1, The Pennsylvania State University, University Park, Pennsylvania, United States
3, Mississippi State University, Mississippi State, Mississippi, United States
2, Michigan State University, East Lansing, Michigan, United States
4, General Motors Research and Development Center, Warren, Michigan, United States

The recent attempts to model the Li-dendrite formation using the phase-field method will be briefly reviewed. We will start with a nonlinear phase-field model for Li dendrite growth in Li metal/liquid electrolyte binary systems accounting for the Butler-Volmer electrochemical reaction kinetics. The dendritic patterns are examined as a function of applied voltage and initial electrode surface morphology.
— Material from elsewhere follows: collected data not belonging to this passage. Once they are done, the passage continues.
//! Notifier: sends new listings to one user, deduplicated against the ledger.

use flatbot_core::{Bot, BotError, Chat, PlatformError};
use std::sync::Arc;
use storage::{DeliveryLedger, EntryCategory};
use tracing::{info, warn};

use crate::listings::Listing;

/// Status message announcing a listing check; recorded under OTHER like
/// every other bot message, so `/clear` sweeps it away later.
pub const CHECK_STATUS_TEXT: &str =
    "Starting the search for new listings. If nothing follows, there is nothing new.";

/// What one notify pass did; feeds logs and tests.
#[derive(Debug, Default, Clone, PartialEq, Eq)]
pub struct NotifyReport {
    /// Listing messages sent and recorded.
    pub sent: usize,
    /// Listings skipped because their URL was already in the ledger.
    pub duplicates: usize,
    /// The chat was unreachable and the user's ledger was evicted.
    pub user_evicted: bool,
}

pub struct Notifier {
    bot: Arc<dyn Bot>,
    ledger: DeliveryLedger,
}

impl Notifier {
    pub fn new(bot: Arc<dyn Bot>, ledger: DeliveryLedger) -> Self {
        Self { bot, ledger }
    }

    /// Sends every listing the user has not seen yet, in input order.
    ///
    /// A status message goes out first and is recorded under OTHER; it also
    /// guarantees the user's ledger exists before any dedup query. An
    /// unreachable chat at any send evicts the user's whole ledger and ends
    /// the pass. An individual listing rejection is skipped without retry.
    pub async fn notify(&self, chat: &Chat, listings: &[Listing]) -> Result<NotifyReport, BotError> {
        let user = chat.ledger_key();
        let mut report = NotifyReport::default();

        match self.bot.send_message(chat, CHECK_STATUS_TEXT).await {
            Ok(message_id) => {
                self.ledger
                    .record(&user, &message_id, CHECK_STATUS_TEXT, EntryCategory::Other)
                    .await
                    .map_err(|e| BotError::Storage(e.to_string()))?;
            }
            Err(PlatformError::ChatUnreachable(reason)) => {
                warn!(user = %user, reason = %reason, "chat unreachable, evicting ledger");
                self.ledger
                    .delete_user(&user)
                    .await
                    .map_err(|e| BotError::Storage(e.to_string()))?;
                report.user_evicted = true;
                return Ok(report);
            }
            Err(e) => return Err(e.into()),
        }

        for listing in listings {
            let duplicate = self
                .ledger
                .contains_url(&user, &listing.url)
                .await
                .map_err(|e| BotError::Storage(e.to_string()))?;
            if duplicate {
                report.duplicates += 1;
                continue;
            }

            match self.bot.send_message(chat, &listing.url).await {
                Ok(message_id) => {
                    self.ledger
                        .record(&user, &message_id, &listing.url, EntryCategory::ListingUrl)
                        .await
                        .map_err(|e| BotError::Storage(e.to_string()))?;
                    report.sent += 1;
                }
                Err(PlatformError::ChatUnreachable(reason)) => {
                    warn!(user = %user, reason = %reason, "chat unreachable mid-batch, evicting ledger");
                    self.ledger
                        .delete_user(&user)
                        .await
                        .map_err(|e| BotError::Storage(e.to_string()))?;
                    report.user_evicted = true;
                    return Ok(report);
                }
                Err(e) => {
                    warn!(user = %user, url = %listing.url, error = %e, "listing send rejected, skipping");
                }
            }
        }

        info!(
            user = %user,
            sent = report.sent,
            duplicates = report.duplicates,
            "listing check finished"
        );
        Ok(report)
    }
}
//! Listing source: search filters, source configuration, and the fetcher.

pub mod filters;
pub mod source;

pub use filters::RentFilters;
pub use source::{Listing, ListingFetcher, ListingSourceConfig};
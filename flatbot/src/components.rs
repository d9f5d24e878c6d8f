//! Builds the bot's components from configuration.

use anyhow::Result;
use flatbot_core::Bot;
use std::sync::Arc;
use storage::{DeliveryLedger, SqliteStore};

use crate::cleanup::CleanupEngine;
use crate::config::BotConfig;
use crate::liveness::{HttpUrlProbe, UrlProbe};
use crate::notifier::Notifier;
use crate::telegram::TelegramBotAdapter;
use crate::user_locks::UserLocks;

pub struct BotComponents {
    /// The underlying teloxide bot; the polling runner needs it directly.
    pub tg_bot: teloxide::Bot,
    pub bot: Arc<dyn Bot>,
    pub ledger: DeliveryLedger,
    pub notifier: Arc<Notifier>,
    pub cleanup: Arc<CleanupEngine>,
    pub locks: UserLocks,
}

/// Wires the teloxide bot (honoring the optional API-URL override), the
/// SQLite-backed ledger, the liveness probe, and the notify/cleanup engines.
pub async fn build_components(config: &BotConfig) -> Result<BotComponents> {
    let mut tg_bot = teloxide::Bot::new(config.bot_token.clone());
    if let Some(api_url) = &config.telegram_api_url {
        tg_bot = tg_bot.set_api_url(reqwest::Url::parse(api_url)?);
    }

    let store = SqliteStore::new(&config.database_url).await?;
    let ledger = DeliveryLedger::new(Arc::new(store));

    let bot: Arc<dyn Bot> = Arc::new(TelegramBotAdapter::new(tg_bot.clone()));
    let probe: Arc<dyn UrlProbe> = Arc::new(HttpUrlProbe::new()?);

    let notifier = Arc::new(Notifier::new(bot.clone(), ledger.clone()));
    let cleanup = Arc::new(CleanupEngine::new(bot.clone(), ledger.clone(), probe));
    let locks = UserLocks::new();

    Ok(BotComponents {
        tg_bot,
        bot,
        ledger,
        notifier,
        cleanup,
        locks,
    })
}
//! Listing source configuration and the catalog fetcher.
//!
//! One variant per supported site; only the anflat.ru apartment catalog is
//! implemented. The catalog page lists offer cards whose text carries an
//! `ID: <id>` marker; each id maps to a canonical object URL, which is the
//! identity the delivery ledger dedups on.

use crate::listings::filters::RentFilters;
use anyhow::{anyhow, Context, Result};
use reqwest::Client;
use scraper::{Html, Selector};
use serde::{Deserialize, Serialize};
use std::time::Duration;
use tracing::{debug, info};

const ANFLAT_BASE_URL: &str = "https://anflat.ru";

/// One scraped rental listing: stable id plus canonical object URL.
#[derive(Debug, Clone, PartialEq, Eq, Serialize, Deserialize)]
pub struct Listing {
    pub id: String,
    pub url: String,
}

/// Listing source configuration, one case per site with extraction logic.
#[derive(Debug, Clone)]
pub enum ListingSourceConfig {
    /// anflat.ru apartment rentals.
    AnflatApartments { filters: RentFilters },
}

impl ListingSourceConfig {
    pub fn anflat(filters: RentFilters) -> Self {
        ListingSourceConfig::AnflatApartments { filters }
    }

    pub fn source_name(&self) -> &'static str {
        match self {
            ListingSourceConfig::AnflatApartments { .. } => "anflat",
        }
    }

    /// Catalog search URL with the filter query string applied.
    pub fn search_url(&self) -> String {
        match self {
            ListingSourceConfig::AnflatApartments { filters } => format!(
                "{}/rent/apartments/?{}",
                ANFLAT_BASE_URL,
                filters.query_string()
            ),
        }
    }

    /// Canonical URL of one listing object.
    pub fn object_url(&self, id: &str) -> String {
        match self {
            ListingSourceConfig::AnflatApartments { .. } => {
                format!("{}/rent/apartments/object-{}", ANFLAT_BASE_URL, id)
            }
        }
    }
}

/// Fetches and parses the catalog page for a [`ListingSourceConfig`].
pub struct ListingFetcher {
    client: Client,
}

impl ListingFetcher {
    pub fn new() -> Result<Self> {
        let client = Client::builder()
            .timeout(Duration::from_secs(30))
            .user_agent("Mozilla/5.0 (X11; Linux x86_64) AppleWebKit/537.36 (KHTML, like Gecko) Chrome/120.0.0.0 Safari/537.36")
            .build()
            .context("Failed to create HTTP client")?;

        Ok(Self { client })
    }

    /// Fetches the first catalog page and returns its listings in page order.
    /// May legitimately return an empty batch (no offers match the filters).
    pub async fn fetch(&self, config: &ListingSourceConfig) -> Result<Vec<Listing>> {
        let url = config.search_url();
        info!(source = config.source_name(), url = %url, "fetching listings");

        let html = self
            .client
            .get(&url)
            .send()
            .await?
            .error_for_status()?
            .text()
            .await?;

        let listings = parse_catalog(&html, config)?;
        debug!(source = config.source_name(), count = listings.len(), "parsed catalog");
        Ok(listings)
    }
}

/// Extracts listings from a catalog page. An explicit no-data marker yields
/// an empty batch; otherwise every `ID: <id>` occurrence inside an offer
/// card becomes one listing.
pub fn parse_catalog(html: &str, config: &ListingSourceConfig) -> Result<Vec<Listing>> {
    let none_data =
        Selector::parse(".catalog-none-data").map_err(|e| anyhow!("selector: {}", e))?;
    let card = Selector::parse(".catalog-card").map_err(|e| anyhow!("selector: {}", e))?;

    let document = Html::parse_document(html);

    if document.select(&none_data).next().is_some() {
        return Ok(Vec::new());
    }

    let mut listings = Vec::new();
    for element in document.select(&card) {
        let text = element.text().collect::<Vec<_>>().join(" ");
        for id in extract_ids(&text) {
            let url = config.object_url(&id);
            listings.push(Listing { id, url });
        }
    }

    Ok(listings)
}

/// Collects every token following an `ID:` marker in the card text.
fn extract_ids(text: &str) -> Vec<String> {
    let mut ids = Vec::new();
    let mut tokens = text.split_whitespace();
    while let Some(token) = tokens.next() {
        if token == "ID:" {
            if let Some(id) = tokens.next() {
                ids.push(id.to_string());
            }
        }
    }
    ids
}

#[cfg(test)]
mod tests {
    use super::*;

    fn anflat() -> ListingSourceConfig {
        ListingSourceConfig::anflat(RentFilters::default())
    }

    #[test]
    fn test_search_url_carries_filters() {
        assert_eq!(
            anflat().search_url(),
            "https://anflat.ru/rent/apartments/?price=19.0&price=29.5&room_count=1&room_count=2&total_area=32&total_area=80&date_publisher=day"
        );
    }

    #[test]
    fn test_object_url() {
        assert_eq!(
            anflat().object_url("FL1"),
            "https://anflat.ru/rent/apartments/object-FL1"
        );
    }

    #[test]
    fn test_parse_catalog_extracts_cards() {
        let html = r#"
            <html><body>
              <div class="catalog-card"><span>1-room flat</span><span>ID: FL1</span></div>
              <div class="catalog-card"><span>2-room flat</span><span>ID: FL2</span></div>
            </body></html>
        "#;

        let listings = parse_catalog(html, &anflat()).expect("parse");
        assert_eq!(
            listings,
            vec![
                Listing {
                    id: "FL1".to_string(),
                    url: "https://anflat.ru/rent/apartments/object-FL1".to_string(),
                },
                Listing {
                    id: "FL2".to_string(),
                    url: "https://anflat.ru/rent/apartments/object-FL2".to_string(),
                },
            ]
        );
    }

    #[test]
    fn test_parse_catalog_no_data_marker() {
        let html = r#"
            <html><body>
              <div class="catalog-none-data">Nothing matched your search</div>
              <div class="catalog-card">ID: FL1</div>
            </body></html>
        "#;

        let listings = parse_catalog(html, &anflat()).expect("parse");
        assert!(listings.is_empty());
    }

    #[test]
    fn test_parse_catalog_without_cards() {
        let listings = parse_catalog("<html><body></body></html>", &anflat()).expect("parse");
        assert!(listings.is_empty());
    }

    #[test]
    fn test_extract_ids_ignores_dangling_marker() {
        assert_eq!(extract_ids("flat ID: FL7 nice ID:"), vec!["FL7".to_string()]);
        assert!(extract_ids("no marker here").is_empty());
    }
}
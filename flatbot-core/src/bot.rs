//! Bot abstraction for sending and deleting messages.
//!
//! The trait is transport-agnostic; the teloxide implementation lives in the
//! `flatbot` crate (`telegram::TelegramBotAdapter`). Every send returns the
//! platform message id so the caller can record it in the delivery ledger.

use crate::error::PlatformError;
use crate::types::Chat;
use async_trait::async_trait;

/// Abstraction for the chat platform. Implementations map to a transport
/// (Telegram in production, a recording mock in tests).
#[async_trait]
pub trait Bot: Send + Sync {
    /// Sends a text message and returns its platform message id.
    async fn send_message(&self, chat: &Chat, text: &str) -> Result<String, PlatformError>;

    /// Sends a text message with a fixed one-row reply keyboard, one button
    /// per entry in `buttons`. Returns the platform message id.
    async fn send_message_with_keyboard(
        &self,
        chat: &Chat,
        text: &str,
        buttons: &[String],
    ) -> Result<String, PlatformError>;

    /// Deletes a previously sent message.
    async fn delete_message(&self, chat: &Chat, message_id: &str) -> Result<(), PlatformError>;
}
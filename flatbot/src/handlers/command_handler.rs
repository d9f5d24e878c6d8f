//! Handler dispatching the two chat commands.

use async_trait::async_trait;
use flatbot_core::{Bot, BotError, Chat, Handler, HandlerResponse, Message, Result};
use std::sync::Arc;
use storage::{DeliveryLedger, EntryCategory};
use tracing::info;

use crate::cleanup::CleanupEngine;
use crate::user_locks::UserLocks;

pub const START_COMMAND: &str = "/start";
pub const CLEAR_COMMAND: &str = "/clear";

const WELCOME_TEXT: &str = "Hi! I'm Flatbot. I can help you find rental apartments.";

/// Recognizes `/start` and `/clear`: exact, case-insensitive, full-match,
/// no arguments, no partial matches. Anything else passes through (and stays
/// archived only).
pub struct CommandHandler {
    bot: Arc<dyn Bot>,
    ledger: DeliveryLedger,
    cleanup: Arc<CleanupEngine>,
    locks: UserLocks,
}

impl CommandHandler {
    pub fn new(
        bot: Arc<dyn Bot>,
        ledger: DeliveryLedger,
        cleanup: Arc<CleanupEngine>,
        locks: UserLocks,
    ) -> Self {
        Self {
            bot,
            ledger,
            cleanup,
            locks,
        }
    }

    /// Sends the welcome message with the fixed one-button `/clear` keyboard
    /// and records it. Recording also creates the user's ledger, which is what
    /// subscribes the chat to the periodic listing checks.
    async fn send_welcome(&self, chat: &Chat) -> Result<()> {
        let buttons = vec![CLEAR_COMMAND.to_string()];
        let message_id = self
            .bot
            .send_message_with_keyboard(chat, WELCOME_TEXT, &buttons)
            .await?;
        self.ledger
            .record(
                &chat.ledger_key(),
                &message_id,
                WELCOME_TEXT,
                EntryCategory::Other,
            )
            .await
            .map_err(|e| BotError::Storage(e.to_string()))?;
        Ok(())
    }
}

fn matches_command(text: &str, command: &str) -> bool {
    text.trim().eq_ignore_ascii_case(command)
}

#[async_trait]
impl Handler for CommandHandler {
    async fn handle(&self, message: &Message) -> Result<HandlerResponse> {
        if matches_command(&message.content, START_COMMAND) {
            info!(chat_id = message.chat.id, "start command");
            self.send_welcome(&message.chat).await?;
            return Ok(HandlerResponse::Stop);
        }

        if matches_command(&message.content, CLEAR_COMMAND) {
            info!(chat_id = message.chat.id, "clear command");
            let _guard = self.locks.acquire(&message.chat.ledger_key()).await;
            self.cleanup.clear(&message.chat).await?;
            return Ok(HandlerResponse::Stop);
        }

        Ok(HandlerResponse::Continue)
    }
}
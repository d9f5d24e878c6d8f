//! Inbound-message handlers: unconditional archiving, then command dispatch.

pub mod archive_handler;
pub mod command_handler;

pub use archive_handler::ArchiveHandler;
pub use command_handler::CommandHandler;
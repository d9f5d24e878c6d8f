//! In-memory [`KeyValueStore`] used by tests and ephemeral runs.

use crate::error::StorageError;
use crate::kv::KeyValueStore;
use async_trait::async_trait;
use std::collections::HashMap;
use tokio::sync::RwLock;

#[derive(Default)]
pub struct InMemoryStore {
    inner: RwLock<HashMap<String, String>>,
}

impl InMemoryStore {
    pub fn new() -> Self {
        Self::default()
    }
}

#[async_trait]
impl KeyValueStore for InMemoryStore {
    async fn get(&self, key: &str) -> Result<Option<String>, StorageError> {
        Ok(self.inner.read().await.get(key).cloned())
    }

    async fn set(&self, key: &str, value: &str) -> Result<(), StorageError> {
        self.inner
            .write()
            .await
            .insert(key.to_string(), value.to_string());
        Ok(())
    }

    async fn delete(&self, key: &str) -> Result<bool, StorageError> {
        Ok(self.inner.write().await.remove(key).is_some())
    }

    async fn keys(&self) -> Result<Vec<String>, StorageError> {
        Ok(self.inner.read().await.keys().cloned().collect())
    }
}
//! Shared test doubles.

pub mod mock_bot;

use async_trait::async_trait;
use flatbot::UrlProbe;
use std::collections::HashSet;
use std::sync::Mutex;

/// Probe whose live set is scripted by the test; everything else is dead.
#[derive(Default)]
pub struct MockProbe {
    live: Mutex<HashSet<String>>,
}

#[allow(dead_code)] // not every test binary uses every helper
impl MockProbe {
    pub fn new() -> Self {
        Self::default()
    }

    pub fn set_live(&self, url: &str) {
        self.live.lock().unwrap().insert(url.to_string());
    }
}

#[async_trait]
impl UrlProbe for MockProbe {
    async fn is_live(&self, url: &str) -> bool {
        self.live.lock().unwrap().contains(url)
    }
}
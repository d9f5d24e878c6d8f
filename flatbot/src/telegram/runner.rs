//! Polling runner: converts teloxide messages to core messages and passes
//! them to the handler chain.

use anyhow::Result;
use chrono::Utc;
use flatbot_core::{Chat, Message};
use tracing::{debug, error};

use crate::chain::HandlerChain;

/// Core view of one inbound teloxide message. Non-text messages archive with
/// empty content.
fn to_core_message(msg: &teloxide::types::Message) -> Message {
    Message {
        id: msg.id.to_string(),
        chat: Chat::new(msg.chat.id.0),
        content: msg.text().unwrap_or_default().to_string(),
        created_at: Utc::now(),
    }
}

/// Starts long polling with the given teloxide Bot. Each inbound message is
/// converted to a core [`Message`] and dispatched through the chain in a
/// spawned task so polling keeps draining.
pub async fn run_repl(bot: teloxide::Bot, handler_chain: HandlerChain) -> Result<()> {
    let chain = handler_chain;
    teloxide::repl(
        bot,
        move |_bot: teloxide::Bot, msg: teloxide::types::Message| {
            let chain = chain.clone();

            async move {
                let core_msg = to_core_message(&msg);
                debug!(
                    chat_id = core_msg.chat.id,
                    message_id = %core_msg.id,
                    "received message"
                );

                tokio::spawn(async move {
                    if let Err(e) = chain.handle(&core_msg).await {
                        error!(error = %e, chat_id = core_msg.chat.id, "handler chain failed");
                    }
                });

                Ok(())
            }
        },
    )
    .await;

    Ok(())
}
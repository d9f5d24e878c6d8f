//! SQLite-backed [`KeyValueStore`].
//!
//! One row per user: `user_ledgers(chat_id TEXT PRIMARY KEY, ledger TEXT)`.
//! Creates the database file and table if missing.

use crate::error::StorageError;
use crate::kv::KeyValueStore;
use async_trait::async_trait;
use sqlx::sqlite::{SqliteConnectOptions, SqlitePoolOptions};
use sqlx::SqlitePool;
use std::str::FromStr;
use tracing::info;

#[derive(Clone)]
pub struct SqliteStore {
    pool: SqlitePool,
}

impl SqliteStore {
    /// Opens (or creates) the database at `database_url` (a `sqlite:` path
    /// or `sqlite::memory:`) and ensures the schema exists.
    pub async fn new(database_url: &str) -> Result<Self, StorageError> {
        info!(database_url = %database_url, "Initializing SQLite store");

        let options = SqliteConnectOptions::from_str(database_url)?.create_if_missing(true);

        // In-memory SQLite is per-connection; a second pooled connection
        // would see an empty database.
        let pool = SqlitePoolOptions::new()
            .max_connections(1)
            .connect_with(options)
            .await?;

        let store = Self { pool };
        store.init().await?;
        Ok(store)
    }

    async fn init(&self) -> Result<(), StorageError> {
        sqlx::query(
            r#"
            CREATE TABLE IF NOT EXISTS user_ledgers (
                chat_id TEXT PRIMARY KEY,
                ledger TEXT NOT NULL
            )
            "#,
        )
        .execute(&self.pool)
        .await?;

        Ok(())
    }
}

#[async_trait]
impl KeyValueStore for SqliteStore {
    async fn get(&self, key: &str) -> Result<Option<String>, StorageError> {
        let row: Option<(String,)> =
            sqlx::query_as("SELECT ledger FROM user_ledgers WHERE chat_id = ?")
                .bind(key)
                .fetch_optional(&self.pool)
                .await?;

        Ok(row.map(|r| r.0))
    }

    async fn set(&self, key: &str, value: &str) -> Result<(), StorageError> {
        sqlx::query("INSERT OR REPLACE INTO user_ledgers (chat_id, ledger) VALUES (?, ?)")
            .bind(key)
            .bind(value)
            .execute(&self.pool)
            .await?;

        Ok(())
    }

    async fn delete(&self, key: &str) -> Result<bool, StorageError> {
        let result = sqlx::query("DELETE FROM user_ledgers WHERE chat_id = ?")
            .bind(key)
            .execute(&self.pool)
            .await?;

        Ok(result.rows_affected() > 0)
    }

    async fn keys(&self) -> Result<Vec<String>, StorageError> {
        let rows: Vec<(String,)> = sqlx::query_as("SELECT chat_id FROM user_ledgers")
            .fetch_all(&self.pool)
            .await?;

        Ok(rows.into_iter().map(|r| r.0).collect())
    }
}
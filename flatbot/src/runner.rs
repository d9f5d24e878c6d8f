//! Bot runner: wires components, the handler chain, and the scheduler, then
//! starts long polling.

use anyhow::Result;
use std::sync::Arc;
use std::time::Duration;
use tracing::info;

use crate::chain::HandlerChain;
use crate::components::build_components;
use crate::config::BotConfig;
use crate::handlers::{ArchiveHandler, CommandHandler};
use crate::listings::{ListingFetcher, ListingSourceConfig, RentFilters};
use crate::scheduler::Scheduler;
use crate::telegram::run_repl;

/// Runs the bot until the polling loop ends: periodic listing checks and
/// cleanups in a background task, command handling in the foreground.
pub async fn run_bot(config: BotConfig) -> Result<()> {
    flatbot_core::init_tracing(&config.log_file)?;
    info!("Starting flatbot");

    let components = build_components(&config).await?;

    let chain = HandlerChain::new()
        .add_handler(Arc::new(ArchiveHandler::new(components.ledger.clone())))
        .add_handler(Arc::new(CommandHandler::new(
            components.bot.clone(),
            components.ledger.clone(),
            components.cleanup.clone(),
            components.locks.clone(),
        )));

    let scheduler = Scheduler::new(
        components.notifier.clone(),
        components.cleanup.clone(),
        components.ledger.clone(),
        ListingFetcher::new()?,
        ListingSourceConfig::anflat(RentFilters::default()),
        components.locks.clone(),
        Duration::from_secs(config.check_interval_minutes * 60),
        Duration::from_secs(config.cleanup_interval_minutes * 60),
    );
    tokio::spawn(scheduler.run());

    run_repl(components.tg_bot.clone(), chain).await
}
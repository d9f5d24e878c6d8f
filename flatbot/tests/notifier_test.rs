//! Integration tests for [`flatbot::Notifier`].
//!
//! Covers first-time delivery, URL dedup across repeated checks, transient
//! send rejection, and ledger eviction when the chat turns unreachable.

use std::sync::Arc;
use storage::{DeliveryLedger, EntryCategory, InMemoryStore};

use flatbot::notifier::CHECK_STATUS_TEXT;
use flatbot::{Chat, Listing, Notifier};

mod common;
use common::mock_bot::MockBot;

const FL1_URL: &str = "https://anflat.ru/rent/apartments/object-FL1";
const FL2_URL: &str = "https://anflat.ru/rent/apartments/object-FL2";

fn listing(id: &str, url: &str) -> Listing {
    Listing {
        id: id.to_string(),
        url: url.to_string(),
    }
}

fn setup() -> (Arc<MockBot>, DeliveryLedger, Notifier, Chat) {
    let bot = Arc::new(MockBot::new());
    let ledger = DeliveryLedger::new(Arc::new(InMemoryStore::new()));
    let notifier = Notifier::new(bot.clone(), ledger.clone());
    (bot, ledger, notifier, Chat::new(42))
}

/// **Test: A fresh listing is sent and recorded exactly once.**
///
/// **Setup:** Empty ledger; one listing (FL1).
/// **Action:** `notify(chat, [FL1])`.
/// **Expected:** Status + listing message sent; LISTING_URL holds exactly one
/// entry mapping the sent message id to the URL.
#[tokio::test]
async fn test_notify_sends_new_listing_once() {
    let (bot, ledger, notifier, chat) = setup();

    let report = notifier
        .notify(&chat, &[listing("FL1", FL1_URL)])
        .await
        .expect("notify");

    assert_eq!(report.sent, 1);
    assert_eq!(report.duplicates, 0);
    assert!(!report.user_evicted);

    assert_eq!(
        bot.sent_texts(),
        vec![CHECK_STATUS_TEXT.to_string(), FL1_URL.to_string()]
    );

    let urls = ledger
        .entries("42", EntryCategory::ListingUrl)
        .await
        .expect("entries");
    assert_eq!(urls.len(), 1);
    assert_eq!(urls[0].1, FL1_URL);

    let status = ledger
        .entries("42", EntryCategory::Other)
        .await
        .expect("entries");
    assert_eq!(status.len(), 1);
    assert_eq!(status[0].1, CHECK_STATUS_TEXT);
}

/// **Test: A repeated check resends only the status message.**
///
/// **Setup:** `notify` already ran once for the same single listing.
/// **Action:** `notify(chat, [FL1])` again.
/// **Expected:** Second pass sends zero listing messages; ledger still holds
/// one LISTING_URL entry.
#[tokio::test]
async fn test_notify_is_idempotent_per_url() {
    let (bot, ledger, notifier, chat) = setup();
    let batch = [listing("FL1", FL1_URL)];

    notifier.notify(&chat, &batch).await.expect("first notify");
    let report = notifier.notify(&chat, &batch).await.expect("second notify");

    assert_eq!(report.sent, 0);
    assert_eq!(report.duplicates, 1);

    let listing_sends = bot
        .sent_texts()
        .into_iter()
        .filter(|t| t == FL1_URL)
        .count();
    assert_eq!(listing_sends, 1);

    let urls = ledger
        .entries("42", EntryCategory::ListingUrl)
        .await
        .expect("entries");
    assert_eq!(urls.len(), 1);
}

/// **Test: An unreachable chat at the status send evicts the whole ledger.**
///
/// **Setup:** Ledger pre-seeded from an earlier check; bot reports the chat
/// blocked.
/// **Action:** `notify(chat, [FL2])`.
/// **Expected:** Returns Ok with `user_evicted`; no listing sends; the user
/// is gone from the ledger.
#[tokio::test]
async fn test_notify_unreachable_status_evicts_user() {
    let (bot, ledger, notifier, chat) = setup();

    notifier
        .notify(&chat, &[listing("FL1", FL1_URL)])
        .await
        .expect("seed notify");

    bot.set_unreachable();
    let report = notifier
        .notify(&chat, &[listing("FL2", FL2_URL)])
        .await
        .expect("notify must not raise");

    assert!(report.user_evicted);
    assert_eq!(report.sent, 0);
    assert!(ledger.users().await.expect("users").is_empty());
    assert!(!bot.sent_texts().contains(&FL2_URL.to_string()));
}

/// **Test: An unreachable chat mid-batch aborts the rest and evicts.**
///
/// **Setup:** Two fresh listings; the chat turns unreachable after the status
/// and first listing have gone out.
/// **Action:** `notify(chat, [FL1, FL2])`.
/// **Expected:** One listing sent, then eviction; FL2 never sent; ledger gone.
#[tokio::test]
async fn test_notify_unreachable_mid_batch_aborts() {
    let (bot, ledger, notifier, chat) = setup();
    bot.set_unreachable_after(2);

    let report = notifier
        .notify(&chat, &[listing("FL1", FL1_URL), listing("FL2", FL2_URL)])
        .await
        .expect("notify must not raise");

    assert_eq!(report.sent, 1);
    assert!(report.user_evicted);
    assert!(!bot.sent_texts().contains(&FL2_URL.to_string()));
    assert!(ledger.users().await.expect("users").is_empty());
}

/// **Test: A rejected listing send is skipped without retry or record.**
///
/// **Setup:** Two fresh listings; the platform rejects the first URL payload.
/// **Action:** `notify(chat, [FL1, FL2])`.
/// **Expected:** FL2 sent and recorded; FL1 absent from the ledger; no error.
#[tokio::test]
async fn test_notify_rejected_send_is_skipped() {
    let (bot, ledger, notifier, chat) = setup();
    bot.reject_text(FL1_URL);

    let report = notifier
        .notify(&chat, &[listing("FL1", FL1_URL), listing("FL2", FL2_URL)])
        .await
        .expect("notify");

    assert_eq!(report.sent, 1);
    assert!(bot.sent_texts().contains(&FL2_URL.to_string()));

    let urls: Vec<String> = ledger
        .entries("42", EntryCategory::ListingUrl)
        .await
        .expect("entries")
        .into_iter()
        .map(|(_, url)| url)
        .collect();
    assert_eq!(urls, vec![FL2_URL.to_string()]);
}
Then we further advance our phase field model by implicitly incorporating the effect of a solid electrolyte interphase (SEI) layer (or any artificial electrode protective coating layers). The impacts of key SEI properties (e.g. Li ion diffusion coefficient, interfacial energy anisotropy, charge transfer barrier, etc.) on Li plating and dendrite formation will be discussed. We will then introduce a multiphase multigrain phase-field model of Li electrodeposition at a Li metal anode in polycrystalline solid electrolyte, based on which the Li dendrite growth and nucleation mechanisms will be examined in terms of solid electrolyte electro-chemical-mechanical properties.